19. Then save your GSS student database onto the hard drive of
your computer. Open the GSS program and click on the first
icon that says “gss08_1500cases.sav”. As long as you open this
on the computer, you should have a screen that looks like this
(click on image to view a larger version):
When you open SPSS, you open the Data Editor. The Data
Editor is composed of the Data View and the Variable View.
Note the tabs at the bottom of the screen. The Data View is
where your data is held; the Variable View allows you to
establish value labels and describes the attributes of each
variable in your data file. Let's examine the variable view first.
Click on that tab.
Variable View holds ten columns of information about each
variable:
Name: abbreviated name of the variable
Values: the values you have assigned to the labels (for example,
1=yes, 2=no, 8= K, 9=NA
Data Type: you will most likely use "numeric" for your projects
Missing: values designated as missing
Width: the number of digits or characters in the variable view
Columns: Width of Column in Data View
Decimals: the number of decimal places that the variable
requires
Align: alignment of data in Data View: right, left or center
Labels: the description or label for your variable
Measure: level of measurement: Nominal, Ordinal, Scale
(SPSS designates both Interval and Ratio measures as Scale)
Now, let's examine the data view. Click on the tab at the bottom
of the screen.
20. Once you click on the button that says Data View, your screen
should look like this (click here to view a larger version)
Data View
Each row of the Data View represents a respondent or case. If
you have 350 respondents, you will note that you have 350 rows
(identified by the record numbers on the left). Each column of
the Data View represents a variable. You can identify the
variables by clicking to the variable view. You can also find out
information about the variables in the Data View window:
1. Variables Dialog Box: go to Utilities, click on Variables. The
left portion of the window lists all variables…highlight the
variable that you would like to examine and you will see the
information about that variable on the right side of the window.
2. Numeric Values and Value Labels: to determine what a
numeric value represents, go to View and click on Value Labels.
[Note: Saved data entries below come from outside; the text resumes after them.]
use std::collections::BTreeMap;

use serde::{Deserialize, Serialize};

/// Closed set of sensitive-data categories the redactor recognizes.
///
/// Variant order is the catalog order; it drives both the `BTreeMap`
/// ordering of findings and the precedence of replacements.
#[derive(Debug, Clone, Copy, PartialEq, Eq, PartialOrd, Ord, Hash, Serialize, Deserialize)]
#[serde(rename_all = "camelCase")]
pub enum Category {
    Ip,
    User,
    Email,
    Domain,
    Hash,
    Session,
    Password,
    Token,
    CreditCard,
    PhoneNumber,
}

impl Category {
    pub fn as_str(&self) -> &'static str {
        match self {
            Category::Ip => "ip",
            Category::User => "user",
            Category::Email => "email",
            Category::Domain => "domain",
            Category::Hash => "hash",
            Category::Session => "session",
            Category::Password => "password",
            Category::Token => "token",
            Category::CreditCard => "creditCard",
            Category::PhoneNumber => "phoneNumber",
        }
    }
}

/// Where a detected value sits relative to the trust boundary.
///
/// Derived at match time from the value itself, never stored separately.
#[derive(Debug, Clone, Copy, PartialEq, Eq, Serialize, Deserialize)]
#[serde(rename_all = "snake_case")]
pub enum ContextTag {
    Internal,
    Loopback,
    System,
    External,
}

/// One detected occurrence of sensitive data.
#[derive(Debug, Clone, PartialEq, Eq, Serialize, Deserialize)]
#[serde(rename_all = "camelCase")]
pub struct Finding {
    pub category: Category,
    pub raw_value: String,
    pub context: ContextTag,
}

/// Tallies for one redaction pass.
///
/// Invariant: `masked_count + preserved_count == total_detected`.
#[derive(Debug, Clone, Copy, Default, PartialEq, Eq, Serialize, Deserialize)]
#[serde(rename_all = "camelCase")]
pub struct RedactionStats {
    pub total_detected: usize,
    pub masked_count: usize,
    pub preserved_count: usize,
    pub context_preserved: bool,
}

/// Output of one redaction pass over a block of log text.
///
/// `findings` keeps, per category, the unique raw values in first-seen
/// order. `redacted_text` contains no masked value as a literal substring;
/// preserved values stay verbatim.
#[derive(Debug, Clone, Serialize, Deserialize)]
pub struct RedactionResult {
    #[serde(rename = "obfuscatedText")]
    pub redacted_text: String,
    #[serde(rename = "detectedData")]
    pub findings: BTreeMap<Category, Vec<String>>,
    #[serde(rename = "obfuscationStats")]
    pub stats: RedactionStats,
}

impl RedactionResult {
    /// Unique values detected for one category, empty when none.
    pub fn values(&self, category: Category) -> &[String] {
        self.findings.get(&category).map(Vec::as_slice).unwrap_or(&[])
    }
}

#[cfg(test)]
mod tests {
    use super::*;

    #[test]
    fn category_serializes_camel_case() {
        assert_eq!(
            serde_json::to_string(&Category::CreditCard).unwrap(),
            "\"creditCard\""
        );
        assert_eq!(serde_json::to_string(&Category::Ip).unwrap(), "\"ip\"");
    }

    #[test]
    fn findings_map_keeps_category_order() {
        let mut findings: BTreeMap<Category, Vec<String>> = BTreeMap::new();
        findings.insert(Category::Password, vec!["x".into()]);
        findings.insert(Category::Ip, vec!["1.2.3.4".into()]);

        let keys: Vec<_> = findings.keys().copied().collect();
        assert_eq!(keys, vec![Category::Ip, Category::Password]);
    }
}
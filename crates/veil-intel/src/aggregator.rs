//! Multi-source verdict reconciliation and batch verification

use std::sync::Arc;
use std::time::{Duration, Instant};

use futures::future::join_all;
use serde_json::Value;
use veil_cache::{Cache, THREAT_TTL};
use veil_core::{
    BatchResult, CombinedVerdict, IndicatorKind, SourceDetail, SourceVerdict, ThreatStatus,
};

use crate::abuseipdb::AbuseIpDbClient;
use crate::config::IntelConfig;
use crate::source::{IntelSource, QueryOutcome};
use crate::validator::ensure_valid;
use crate::virustotal::VirusTotalClient;

/// Fans one indicator out to every source that supports it and reconciles
/// the answers. Verdicts are memoized per (kind, value) so repeated batches
/// do not burn provider quota.
pub struct ThreatAggregator {
    sources: Vec<Box<dyn IntelSource>>,
    cache: Arc<dyn Cache>,
    pause: Duration,
}

impl ThreatAggregator {
    pub fn from_config(config: &IntelConfig, cache: Arc<dyn Cache>) -> Self {
        let timeout = config.request_timeout();
        let sources: Vec<Box<dyn IntelSource>> = vec![
            Box::new(VirusTotalClient::new(
                config.virustotal_api_key.clone(),
                timeout,
            )),
            Box::new(AbuseIpDbClient::new(
                config.abuseipdb_api_key.clone(),
                timeout,
            )),
        ];
        Self {
            sources,
            cache,
            pause: config.item_pause(),
        }
    }

    /// Build with an explicit source set. Used by tests.
    pub fn with_sources(
        sources: Vec<Box<dyn IntelSource>>,
        cache: Arc<dyn Cache>,
        pause: Duration,
    ) -> Self {
        Self {
            sources,
            cache,
            pause,
        }
    }

    pub fn source_names(&self) -> Vec<String> {
        self.sources.iter().map(|s| s.name().to_string()).collect()
    }

    fn cache_key(kind: IndicatorKind, value: &str) -> String {
        format!("threat-{}-{}", kind, blake3::hash(value.as_bytes()).to_hex())
    }

    /// Query every applicable source concurrently and reconcile.
    ///
    /// Always produces a verdict: unavailable sources are skipped, failed
    /// ones are logged, and with nothing left the fallback is a weak clean.
    pub async fn check_indicator(&self, value: &str, kind: IndicatorKind) -> CombinedVerdict {
        let applicable: Vec<&dyn IntelSource> = self
            .sources
            .iter()
            .map(|s| s.as_ref())
            .filter(|s| s.supports(kind))
            .collect();

        let outcomes = join_all(applicable.iter().map(|s| s.query(value, kind))).await;

        let mut verdicts = Vec::new();
        for (source, outcome) in applicable.iter().zip(outcomes) {
            match outcome {
                QueryOutcome::Verdict(v) => verdicts.push(v),
                QueryOutcome::Unavailable => {
                    tracing::debug!(source = source.name(), value, "source not configured");
                }
                QueryOutcome::Failed(reason) => {
                    tracing::warn!(source = source.name(), value, %reason, "source query failed");
                }
            }
        }

        Self::combine(value, verdicts)
    }

    fn combine(value: &str, verdicts: Vec<SourceVerdict>) -> CombinedVerdict {
        if verdicts.is_empty() {
            return Self::no_sources_verdict(value);
        }
        if verdicts.len() == 1 {
            return verdicts.into_iter().next().unwrap().into();
        }

        let status = verdicts
            .iter()
            .map(|v| v.status)
            .max()
            .unwrap_or(ThreatStatus::Clean);
        // Confidence tracks the sources that agree with the winning status.
        let confidence = verdicts
            .iter()
            .filter(|v| v.status == status)
            .map(|v| v.confidence)
            .max()
            .unwrap_or(0);

        let source = verdicts
            .iter()
            .map(|v| v.source.as_str())
            .collect::<Vec<_>>()
            .join(", ");
        let detections = verdicts.iter().filter_map(|v| v.detections).max();
        let country = verdicts.iter().find_map(|v| v.country.clone());
        let last_seen = verdicts.iter().find_map(|v| v.last_seen.clone());
        let details = verdicts
            .iter()
            .map(|v| SourceDetail {
                source: v.source.clone(),
                data: v.details.clone().unwrap_or(Value::Null),
            })
            .collect();

        CombinedVerdict {
            value: value.to_string(),
            status,
            confidence,
            source,
            detections,
            country,
            last_seen,
            details,
            cached: false,
        }
    }

    fn no_sources_verdict(value: &str) -> CombinedVerdict {
        CombinedVerdict {
            value: value.to_string(),
            status: ThreatStatus::Clean,
            confidence: 50,
            source: "No APIs available".to_string(),
            detections: None,
            country: None,
            last_seen: None,
            details: vec![SourceDetail {
                source: "No APIs available".to_string(),
                data: Value::String("No threat intelligence APIs configured".to_string()),
            }],
            cached: false,
        }
    }

    /// Verify a batch of same-kind indicators.
    ///
    /// Blank entries are skipped, malformed ones become per-item errors, and
    /// everything else yields exactly one [`CombinedVerdict`]. Network-bound
    /// lookups are spaced by the configured pause to stay under provider
    /// rate limits; cache hits cost nothing and are not throttled.
    pub async fn verify_batch(&self, items: &[String], kind: IndicatorKind) -> BatchResult {
        let started = Instant::now();
        let mut results: Vec<CombinedVerdict> = Vec::new();
        let mut errors: Vec<String> = Vec::new();
        let mut queried_any = false;

        for raw in items {
            let value = raw.trim();
            if value.is_empty() {
                continue;
            }

            let key = Self::cache_key(kind, value);
            if let Some(hit) = self.cache.get(&key) {
                match serde_json::from_value::<CombinedVerdict>(hit) {
                    Ok(mut verdict) => {
                        verdict.cached = true;
                        tracing::debug!(value, %kind, "verdict served from cache");
                        results.push(verdict);
                        continue;
                    }
                    Err(err) => {
                        // Undecodable entries are evicted and re-fetched.
                        tracing::warn!(value, %err, "dropping corrupt cache entry");
                        self.cache.delete(&key);
                    }
                }
            }

            if let Err(err) = ensure_valid(value, kind) {
                errors.push(err.to_string());
                continue;
            }

            if queried_any {
                tokio::time::sleep(self.pause).await;
            }
            queried_any = true;

            let verdict = self.check_indicator(value, kind).await;
            match serde_json::to_value(&verdict) {
                Ok(json) => self.cache.set(&key, json, THREAT_TTL),
                Err(err) => tracing::warn!(value, %err, "verdict not cacheable"),
            }
            results.push(verdict);
        }

        let mut malicious = 0;
        let mut suspicious = 0;
        let mut clean = 0;
        for verdict in &results {
            match verdict.status {
                ThreatStatus::Malicious => malicious += 1,
                ThreatStatus::Suspicious => suspicious += 1,
                ThreatStatus::Clean => clean += 1,
            }
        }

        BatchResult {
            total: results.len(),
            malicious,
            suspicious,
            clean,
            items: results,
            errors,
            processing_time_seconds: started.elapsed().as_secs_f64(),
        }
    }
}
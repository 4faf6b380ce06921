//! Sensitive-data detection and redaction for security-event logs
//!
//! The [`catalog`] module holds the fixed recognizer table (one or more
//! rules per [`veil_core::Category`] plus that category's masking policy);
//! [`redactor`] runs the table over raw log text and rewrites every
//! occurrence of a masked value with its placeholder token.

pub mod catalog;
pub mod redactor;

pub use catalog::{Policy, Rule, RuleKind};
pub use redactor::{RedactOptions, Redactor};
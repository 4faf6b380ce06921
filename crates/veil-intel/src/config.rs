//! Environment-driven configuration for the intel clients

use std::time::Duration;

/// Credentials and knobs for the source clients and the aggregator.
///
/// Both API keys are optional; a missing key turns that source into a no-op
/// (`QueryOutcome::Unavailable`) instead of an error.
#[derive(Debug, Clone, Default)]
pub struct IntelConfig {
    pub virustotal_api_key: Option<String>,
    pub abuseipdb_api_key: Option<String>,
    pub request_timeout: Option<Duration>,
    pub item_pause: Option<Duration>,
}

impl IntelConfig {
    pub const DEFAULT_TIMEOUT: Duration = Duration::from_secs(10);
    pub const DEFAULT_PAUSE: Duration = Duration::from_millis(100);

    pub fn from_env() -> Self {
        Self {
            virustotal_api_key: non_empty(std::env::var("VIRUSTOTAL_API_KEY").ok()),
            abuseipdb_api_key: non_empty(std::env::var("ABUSEIPDB_API_KEY").ok()),
            request_timeout: None,
            item_pause: None,
        }
    }

    pub fn request_timeout(&self) -> Duration {
        self.request_timeout.unwrap_or(Self::DEFAULT_TIMEOUT)
    }

    pub fn item_pause(&self) -> Duration {
        self.item_pause.unwrap_or(Self::DEFAULT_PAUSE)
    }
}

fn non_empty(value: Option<String>) -> Option<String> {
    value.filter(|v| !v.trim().is_empty())
}

#[cfg(test)]
mod tests {
    use super::*;

    #[test]
    fn defaults_apply_when_unset() {
        let config = IntelConfig::default();
        assert_eq!(config.request_timeout(), IntelConfig::DEFAULT_TIMEOUT);
        assert_eq!(config.item_pause(), IntelConfig::DEFAULT_PAUSE);
        assert!(config.virustotal_api_key.is_none());
    }

    #[test]
    fn blank_keys_are_treated_as_absent() {
        assert_eq!(non_empty(Some("  ".to_string())), None);
        assert_eq!(non_empty(Some("k".to_string())), Some("k".to_string()));
    }
}
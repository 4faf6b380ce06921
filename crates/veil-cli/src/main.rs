mod cli;
mod commands;

use std::sync::Arc;

use anyhow::Result;
use clap::Parser;
use veil_cache::MemoryCache;

#[tokio::main]
async fn main() -> Result<()> {
    // Initialize tracing
    tracing_subscriber::fmt()
        .with_env_filter(
            tracing_subscriber::EnvFilter::try_from_default_env()
                .unwrap_or_else(|_| tracing_subscriber::EnvFilter::new("info")),
        )
        .with_writer(std::io::stderr)
        .init();

    let cli = cli::Cli::parse();

    // One memoization layer per process, shared by every subcommand.
    let cache = Arc::new(MemoryCache::new());

    match cli.command {
        cli::Commands::Redact {
            file,
            no_preserve_context,
            whitelist,
            blacklist,
        } => {
            commands::redact::handle(file, no_preserve_context, whitelist, blacklist, cache).await
        }
        cli::Commands::Verify { kind, items, file } => {
            commands::verify::handle(kind, items, file, cache).await
        }
    }
}
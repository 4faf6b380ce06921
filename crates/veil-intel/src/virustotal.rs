//! VirusTotal source client

use std::time::Duration;

use async_trait::async_trait;
use base64::engine::general_purpose::URL_SAFE_NO_PAD;
use base64::Engine;
use serde_json::{json, Value};
use veil_core::{IndicatorKind, SourceVerdict, ThreatStatus};

use crate::source::{IntelSource, QueryOutcome};

const DEFAULT_BASE_URL: &str = "https://www.virustotal.com";

pub struct VirusTotalClient {
    api_key: Option<String>,
    base_url: String,
    timeout: Duration,
}

impl VirusTotalClient {
    pub const NAME: &'static str = "VirusTotal";

    pub fn new(api_key: Option<String>, timeout: Duration) -> Self {
        Self::with_base_url(api_key, timeout, DEFAULT_BASE_URL.to_string())
    }

    /// Point the client at a different host. Used by tests.
    pub fn with_base_url(api_key: Option<String>, timeout: Duration, base_url: String) -> Self {
        Self {
            api_key,
            base_url,
            timeout,
        }
    }

    fn endpoint(&self, value: &str, kind: IndicatorKind) -> String {
        match kind {
            IndicatorKind::Ip => format!("{}/api/v3/ip_addresses/{}", self.base_url, value),
            // URLs are keyed by their unpadded base64 form in the path.
            IndicatorKind::Url => format!(
                "{}/api/v3/urls/{}",
                self.base_url,
                URL_SAFE_NO_PAD.encode(value)
            ),
            IndicatorKind::Hash => format!("{}/api/v3/files/{}", self.base_url, value),
        }
    }

    fn not_found_verdict(value: &str) -> SourceVerdict {
        SourceVerdict {
            value: value.to_string(),
            status: ThreatStatus::Clean,
            confidence: 50,
            source: Self::NAME.to_string(),
            detections: None,
            country: None,
            last_seen: None,
            details: Some(json!("Not found in database")),
        }
    }

    fn parse_verdict(value: &str, body: &Value) -> SourceVerdict {
        let attributes = &body["data"]["attributes"];
        let stats = &attributes["last_analysis_stats"];
        let malicious = stats["malicious"].as_u64().unwrap_or(0);
        let suspicious = stats["suspicious"].as_u64().unwrap_or(0);
        let harmless = stats["harmless"].as_u64().unwrap_or(0);
        let undetected = stats["undetected"].as_u64().unwrap_or(0);
        let total = malicious + suspicious + harmless + undetected;

        let (status, confidence) = if total == 0 {
            (ThreatStatus::Clean, 50.0)
        } else if malicious > 0 {
            let ratio = malicious as f64 / total as f64;
            (ThreatStatus::Malicious, (60.0 + ratio * 35.0).min(95.0))
        } else if suspicious > 0 {
            let ratio = suspicious as f64 / total as f64;
            (ThreatStatus::Suspicious, (40.0 + ratio * 40.0).min(80.0))
        } else {
            // Inverse scale: the more harmless votes, the lower the
            // confidence-of-badness, floored at 10.
            let harmless_ratio = harmless as f64 / total as f64;
            (ThreatStatus::Clean, (100.0 - harmless_ratio * 100.0).max(10.0))
        };

        SourceVerdict {
            value: value.to_string(),
            status,
            confidence: confidence.round() as u8,
            source: Self::NAME.to_string(),
            detections: Some((malicious + suspicious) as u32),
            country: attributes["country"].as_str().map(str::to_string),
            last_seen: attributes
                .get("last_seen")
                .and_then(|v| v.as_str().map(str::to_string).or_else(|| v.as_i64().map(|n| n.to_string()))),
            details: if stats.is_object() {
                Some(stats.clone())
            } else {
                None
            },
        }
    }
}

#[async_trait]
impl IntelSource for VirusTotalClient {
    fn name(&self) -> &'static str {
        Self::NAME
    }

    fn supports(&self, _kind: IndicatorKind) -> bool {
        true
    }

    async fn query(&self, value: &str, kind: IndicatorKind) -> QueryOutcome {
        let Some(api_key) = &self.api_key else {
            return QueryOutcome::Unavailable;
        };

        let client = match reqwest::Client::builder()
            .user_agent("veil/0.1 (threat intel)")
            .timeout(self.timeout)
            .build()
        {
            Ok(client) => client,
            Err(err) => return QueryOutcome::Failed(format!("failed to create HTTP client: {err}")),
        };

        let response = match client
            .get(self.endpoint(value, kind))
            .header("x-apikey", api_key)
            .send()
            .await
        {
            Ok(response) => response,
            Err(err) => return QueryOutcome::Failed(err.to_string()),
        };

        // Unknown indicators are a weak clean signal, not an error.
        if response.status() == reqwest::StatusCode::NOT_FOUND {
            return QueryOutcome::Verdict(Self::not_found_verdict(value));
        }
        if !response.status().is_success() {
            return QueryOutcome::Failed(format!("HTTP {}", response.status().as_u16()));
        }

        match response.json::<Value>().await {
            Ok(body) => QueryOutcome::Verdict(Self::parse_verdict(value, &body)),
            Err(err) => QueryOutcome::Failed(format!("invalid response body: {err}")),
        }
    }
}
use rust_decimal::Decimal;
use tracing::{debug, warn};

use crate::config::PrecisionConfig;
use crate::decimal::{Money, Rate};
use crate::errors::{AmortizationError, Result};
use crate::payments::calculator::PaymentCalculator;
use crate::types::{LoanTerms, ScheduleEntry};

/// month-by-month schedule generator
#[derive(Debug, Clone, Copy, Default)]
pub struct ScheduleGenerator {
    config: PrecisionConfig,
}

impl ScheduleGenerator {
    pub fn new(config: PrecisionConfig) -> Self {
        Self { config }
    }

    /// generate exactly `term_months` entries for a fixed monthly payment
    ///
    /// Each month charges interest on the running balance (half-up to cents)
    /// and applies the rest of the payment to principal. The last month pays
    /// off whatever balance is left, so the final remaining balance is
    /// exactly zero even when earlier rounding drifted. The payment is
    /// trusted as given.
    pub fn generate_schedule(
        &self,
        principal: Money,
        annual_rate_percent: Decimal,
        term_months: u32,
        monthly_payment: Money,
    ) -> Result<Vec<ScheduleEntry>> {
        let monthly_rate = Rate::from_percent(annual_rate_percent, self.config.rate_scale)?
            .monthly(self.config.rate_scale)?;

        let mut entries = Vec::with_capacity(term_months as usize);
        let mut balance = principal;
        let mut current_payment = monthly_payment;

        for month in 1..=term_months {
            let interest_portion = balance.apply_rate(monthly_rate)?;
            let mut principal_portion = current_payment - interest_portion;

            if month == term_months {
                principal_portion = balance;
                current_payment = principal_portion + interest_portion;
            }

            balance -= principal_portion;
            if balance.is_negative() {
                warn!(month, %balance, "balance went negative, clamping to zero");
                balance = Money::ZERO;
            }

            entries.push(ScheduleEntry {
                month,
                payment: current_payment.round_cents(),
                principal_portion: principal_portion.round_cents(),
                interest_portion: interest_portion.round_cents(),
                remaining_balance: balance.round_cents(),
            });
        }

        debug!(
            %principal,
            term_months,
            %monthly_payment,
            entries = entries.len(),
            "generated amortization schedule"
        );

        Ok(entries)
    }
}

/// amortization schedule with running totals
#[derive(Debug, Clone, PartialEq)]
pub struct AmortizationSchedule {
    pub principal: Money,
    pub annual_rate_percent: Decimal,
    pub term_months: u32,
    pub monthly_payment: Money,
    pub entries: Vec<ScheduleEntry>,
    pub total_payment: Money,
    pub total_interest: Money,
    pub total_principal: Money,
}

impl AmortizationSchedule {
    /// generate a schedule for an already computed monthly payment
    pub fn generate(
        principal: Money,
        annual_rate_percent: Decimal,
        term_months: u32,
        monthly_payment: Money,
        config: PrecisionConfig,
    ) -> Result<Self> {
        let entries = ScheduleGenerator::new(config).generate_schedule(
            principal,
            annual_rate_percent,
            term_months,
            monthly_payment,
        )?;

        let total_payment: Money = entries.iter().map(|e| e.payment).sum();
        let total_interest: Money = entries.iter().map(|e| e.interest_portion).sum();
        let total_principal: Money = entries.iter().map(|e| e.principal_portion).sum();

        Ok(Self {
            principal,
            annual_rate_percent,
            term_months,
            monthly_payment,
            entries,
            total_payment,
            total_interest,
            total_principal,
        })
    }

    /// compute the payment from the terms, then generate the schedule
    pub fn from_terms(terms: &LoanTerms, config: PrecisionConfig) -> Result<Self> {
        let principal = terms
            .principal
            .ok_or(AmortizationError::MissingField { field: "principal" })?;
        let annual_rate_percent = terms
            .annual_rate_percent
            .ok_or(AmortizationError::MissingField { field: "annualRatePercent" })?;
        let term_months = terms
            .term_months
            .ok_or(AmortizationError::MissingField { field: "termMonths" })?;

        let monthly_payment = PaymentCalculator::new(config).calculate(terms)?.monthly_payment;
        Self::generate(principal, annual_rate_percent, term_months, monthly_payment, config)
    }

    /// entry for a 1-based month
    pub fn get_entry(&self, month: u32) -> Option<&ScheduleEntry> {
        month
            .checked_sub(1)
            .and_then(|index| self.entries.get(index as usize))
    }

    /// remaining balance after the given month; the principal before month 1
    pub fn balance_after(&self, month: u32) -> Money {
        self.get_entry(month)
            .map(|e| e.remaining_balance)
            .unwrap_or(self.principal)
    }

    pub fn final_entry(&self) -> Option<&ScheduleEntry> {
        self.entries.last()
    }
}

#[cfg(test)]
mod tests {
    use super::*;
    use proptest::prelude::*;
    use rust_decimal_macros::dec;

    fn entry(month: u32, payment: i64, principal: i64, interest: i64, balance: i64) -> ScheduleEntry {
        ScheduleEntry {
            month,
            payment: Money::from_cents(payment),
            principal_portion: Money::from_cents(principal),
            interest_portion: Money::from_cents(interest),
            remaining_balance: Money::from_cents(balance),
        }
    }

    #[test]
    fn test_personal_loan_schedule() {
        let entries = ScheduleGenerator::default()
            .generate_schedule(Money::from_major(10_000), dec!(12.0), 24, Money::from_cents(47_073))
            .unwrap();

        assert_eq!(entries.len(), 24);
        assert_eq!(entries[0], entry(1, 47_073, 37_073, 10_000, 962_927));
        assert_eq!(entries[1], entry(2, 47_073, 37_444, 9_629, 925_483));
        assert_eq!(entries[22], entry(23, 47_073, 46_145, 928, 46_620));

        // last month absorbs the rounding drift
        assert_eq!(entries[23], entry(24, 47_086, 46_620, 466, 0));
    }

    #[test]
    fn test_mortgage_schedule_closes_exactly() {
        let entries = ScheduleGenerator::default()
            .generate_schedule(Money::from_major(200_000), dec!(6.0), 360, Money::from_cents(119_910))
            .unwrap();

        assert_eq!(entries.len(), 360);
        assert_eq!(entries[0], entry(1, 119_910, 19_910, 100_000, 19_980_090));
        assert_eq!(entries[359], entry(360, 120_014, 119_417, 597, 0));
        assert_eq!(entries[359].remaining_balance.to_string(), "0.00");
    }

    #[test]
    fn test_zero_rate_schedule() {
        let entries = ScheduleGenerator::default()
            .generate_schedule(Money::from_major(12_000), dec!(0), 12, Money::from_major(1_000))
            .unwrap();

        for (i, e) in entries.iter().enumerate() {
            assert_eq!(e.interest_portion, Money::ZERO);
            assert_eq!(e.principal_portion, Money::from_major(1_000));
            assert_eq!(e.remaining_balance, Money::from_major(12_000 - 1_000 * (i as i64 + 1)));
        }
    }

    #[test]
    fn test_single_month_pays_everything() {
        let entries = ScheduleGenerator::default()
            .generate_schedule(Money::from_major(1_200), dec!(12), 1, Money::from_cents(121_200))
            .unwrap();

        assert_eq!(entries, vec![entry(1, 121_200, 120_000, 1_200, 0)]);
    }

    #[test]
    fn test_overpayment_clamps_balance() {
        // payment far above the loan: balance would go negative in month 1
        let entries = ScheduleGenerator::default()
            .generate_schedule(Money::from_major(100), dec!(0), 3, Money::from_major(500))
            .unwrap();

        assert_eq!(entries.len(), 3);
        assert!(entries.iter().all(|e| e.remaining_balance == Money::ZERO));
        assert_eq!(entries[2].payment, Money::ZERO);
    }

    #[test]
    fn test_zero_payment_still_closes() {
        let entries = ScheduleGenerator::default()
            .generate_schedule(Money::from_major(1_000), dec!(12), 2, Money::ZERO)
            .unwrap();

        // interest is capitalized in month 1, paid off in month 2
        assert_eq!(entries[0], entry(1, 0, -1_000, 1_000, 101_000));
        assert_eq!(entries[1], entry(2, 102_010, 101_000, 1_010, 0));
    }

    #[test]
    fn test_schedule_totals() {
        let schedule = AmortizationSchedule::generate(
            Money::from_major(10_000),
            dec!(12.0),
            24,
            Money::from_cents(47_073),
            PrecisionConfig::default(),
        )
        .unwrap();

        assert_eq!(schedule.total_principal, Money::from_major(10_000));
        assert_eq!(schedule.total_payment, Money::from_cents(1_129_765));
        assert_eq!(schedule.total_interest, Money::from_cents(129_765));
        assert_eq!(schedule.total_payment, schedule.total_principal + schedule.total_interest);
    }

    #[test]
    fn test_from_terms() {
        let terms = LoanTerms::new(Money::from_major(10_000), dec!(12.0), 24);
        let schedule = AmortizationSchedule::from_terms(&terms, PrecisionConfig::default()).unwrap();

        assert_eq!(schedule.monthly_payment, Money::from_cents(47_073));
        assert_eq!(schedule.get_entry(1).unwrap().interest_portion, Money::from_major(100));
        assert!(schedule.get_entry(0).is_none());
        assert!(schedule.get_entry(25).is_none());
        assert_eq!(schedule.balance_after(0), Money::from_major(10_000));
        assert_eq!(schedule.balance_after(2), Money::from_cents(925_483));
        assert_eq!(schedule.final_entry().unwrap().remaining_balance, Money::ZERO);
    }

    #[test]
    fn test_from_terms_requires_all_fields() {
        let terms = LoanTerms {
            annual_rate_percent: None,
            ..LoanTerms::new(Money::from_major(10_000), dec!(12.0), 24)
        };
        let err = AmortizationSchedule::from_terms(&terms, PrecisionConfig::default()).unwrap_err();
        assert!(matches!(err, AmortizationError::MissingField { field: "annualRatePercent" }));
    }

    #[test]
    fn test_generation_is_repeatable() {
        let generator = ScheduleGenerator::default();
        let first = generator
            .generate_schedule(Money::from_major(25_000), dec!(5.0), 60, Money::from_cents(47_178))
            .unwrap();
        let second = generator
            .generate_schedule(Money::from_major(25_000), dec!(5.0), 60, Money::from_cents(47_178))
            .unwrap();
        assert_eq!(first, second);
    }

    proptest! {
        #[test]
        fn prop_schedule_retires_balance(
            cents in 1_000_000i64..=100_000_000,
            rate_bps in 0i64..=2_500,
            term in 1u32..=480,
        ) {
            let principal = Money::from_cents(cents);
            let rate = Decimal::new(rate_bps, 2);
            let calc = PaymentCalculator::default();
            let payment = calc
                .calculate_monthly_payment(Some(principal), Some(rate), Some(term))
                .unwrap();

            let entries = ScheduleGenerator::default()
                .generate_schedule(principal, rate, term, payment)
                .unwrap();

            prop_assert_eq!(entries.len(), term as usize);
            prop_assert_eq!(entries.last().unwrap().remaining_balance, Money::ZERO);

            let mut previous = principal;
            for (i, e) in entries.iter().enumerate() {
                prop_assert_eq!(e.month, i as u32 + 1);
                prop_assert!(!e.remaining_balance.is_negative());
                prop_assert!(e.remaining_balance <= previous);
                previous = e.remaining_balance;
            }
        }

        #[test]
        fn prop_zero_rate_is_straight_line(
            cents in 0i64..=100_000_000,
            term in 1u32..=480,
        ) {
            let principal = Money::from_cents(cents);
            let payment = PaymentCalculator::default()
                .calculate_monthly_payment(Some(principal), Some(Decimal::ZERO), Some(term))
                .unwrap();

            let expected = crate::decimal::round_half_up(
                principal.as_decimal() / Decimal::from(term),
                2,
            );
            prop_assert_eq!(payment.as_decimal(), expected);
        }
    }
}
This will change numeric values to value labels. To convert
back to Numeric values again, just click on Value Labels again.
3. “Value Labels” button on tool bar: find the button that looks
like a price tag: click it and you will see value labels; another
click reverts the data to numeric values.
Important Information!
Setting options:
1. In order to make your data analysis easier, you will want to
have your variables listed alphabetically. Open a data file and
go to Edit, then Options and General. You will see the variable
lists option. Choose Display names and Alphabetical and click
21. OK. This will tell SPSS to display your variables alphabetically
whenever it lists the variables.
2. In order to set your options for your output window, you will
want to go to Edit, Options, and click on Output Labels. You
will see an area that says Pivot Table Labeling. Click on the
arrow for “variables in labels shown as” and select the Names
and Labels. Then click on the arrow for “variable values in
labels shown as” and select Values and Labels and then click
OK.
The SPSS Viewer is the window that provides your output.
There are two panels in the viewer:
1. Outline panel: provides a complete listing of everything that
SPSS has done in that session.
2. Contents panel: results (charts, tables, graphs, etc.) are
displayed here.
You will see the SPSS viewer when you perform an analysis
(we will do this in the next content guide). When you close the
SPSS viewer window, SPSS reverts back to the data editor.